Anthropometric assessment which does not show much change in years a Mid arm circumference b Skin fold thickness c Chest circumference: Head circumference ratio d Height. A 5 year old child is assessed to have developmental age of one year. His developmental quotient would be a b 80 c 60 d True breath holding attacks generally do not occur after a 1 year b 5 years c 2 years d 18 months.

When a child is not able to perform the following motor functions such as skipping, walking on heels, hopping in place or going forwards in tandem gait, his motor development is considered to be below a 3 years b 4 years c 6 years d 7 years. Birth weight of a child doubles at five months of age while the birth length doubles at the age of a 1 year b 2 years c 3 years d 4 years.

Child is not expected to do at 40 weeks of life a Creeps crawl b Walks with one hand held c Sits up alone d Pulls to standing position. Breast feeding is recommended at least for a 4 months b 6 months c 9 months d 1 year. The most important factor to overcome protein energy malnutrition in children less than 3 years is. A 2 year old child has a weight of 6. What is the grade ofmalnutrition in this child? Breast feeding is contraindicated if the mother is taking a Propranolol b Broad spectrum antibiotics c Sulfonyl ureas d Insulin.

Fatty Acid necessary during 0to6 months of age is a Linolic acid b Linolenic acid c Arachidonic acid d Palmitic acid. One of the following is not reported to be a clinical manifestation of zinc deficiency state in children a Dwarfism and hypogonadism b Liver and spleen enlargement c Impaired cell mediated immunity d Macrocytic anaemia. The composition of breast milk, per ml a 67 calories, 3.

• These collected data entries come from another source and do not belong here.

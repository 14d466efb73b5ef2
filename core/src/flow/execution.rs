// core/src/flow/execution.rs

use crate::context::FlowCtx;
use crate::control::{Control, Outcome};
use crate::error::FlowError;
use crate::flow::definition::{Flow, Handler};
use tracing::{event, info_span, Instrument, Level};

impl<T, E> Flow<T, E>
where
  T: 'static + Send + Sync,
  E: std::error::Error + From<FlowError> + Send + Sync + 'static,
{
  /// Runs every step in order against `ctx`.
  ///
  /// Returns `Outcome::Halted` as soon as a handler halts, or the first handler
  /// error unchanged.
  pub async fn run(&self, ctx: FlowCtx<T>) -> Result<Outcome, E> {
    event!(Level::DEBUG, flow = %self.name, steps = self.steps.len(), "flow starting");

    for (idx, step) in self.steps.iter().enumerate() {
      let span = info_span!("flow_step", flow = %self.name, step = %step.name, index = idx);

      if step.should_skip(&ctx) {
        event!(parent: &span, Level::DEBUG, "step skipped by condition");
        continue;
      }

      let handlers = match self.handlers.get(&step.name) {
        Some(h) if !h.is_empty() => h,
        _ if step.optional => {
          event!(parent: &span, Level::DEBUG, "optional step has no handlers");
          continue;
        }
        _ => {
          event!(parent: &span, Level::ERROR, "required step has no handlers");
          return Err(E::from(FlowError::HandlerMissing {
            step_name: step.name.clone(),
          }));
        }
      };

      let phases: [(&str, &Vec<Handler<T, E>>); 3] =
        [("before", &handlers.before), ("on", &handlers.on), ("after", &handlers.after)];
      for (phase, list) in phases {
        if run_phase(list, &ctx).instrument(span.clone()).await.map_err(|e| {
          event!(parent: &span, Level::WARN, phase, error = %e, "handler failed");
          e
        })? == Control::Halt
        {
          event!(parent: &span, Level::DEBUG, phase, "flow halted");
          return Ok(Outcome::Halted);
        }
      }
    }

    event!(Level::DEBUG, flow = %self.name, "flow finished");
    Ok(Outcome::Finished)
  }
}

async fn run_phase<T, E>(handlers: &[Handler<T, E>], ctx: &FlowCtx<T>) -> Result<Control, E>
where
  T: 'static + Send + Sync,
{
  for handler in handlers {
    if handler(ctx.clone()).await? == Control::Halt {
      return Ok(Control::Halt);
    }
  }
  Ok(Control::Next)
}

The following are radiographic features of Rickets except a Increased in width of growth plate b Decreased bone density c Rickety rosary d Subperiosteal bleeding. Breast milk at room temperature stored for a 4 hrs b 8hrs c 12hrs d 24hrs.Which of the following statements regarding the assessment of gestational age at birth is NOT true? The normal calorie requirement for a 5 year old child is a calories b Calories c Calories d Calories. Avian flue. Ventricular fibrillation and torsades de pointes may occur, although usually only in the context of underlying heart disease.

Later, infections with agents such as P. Thrombocytosis c.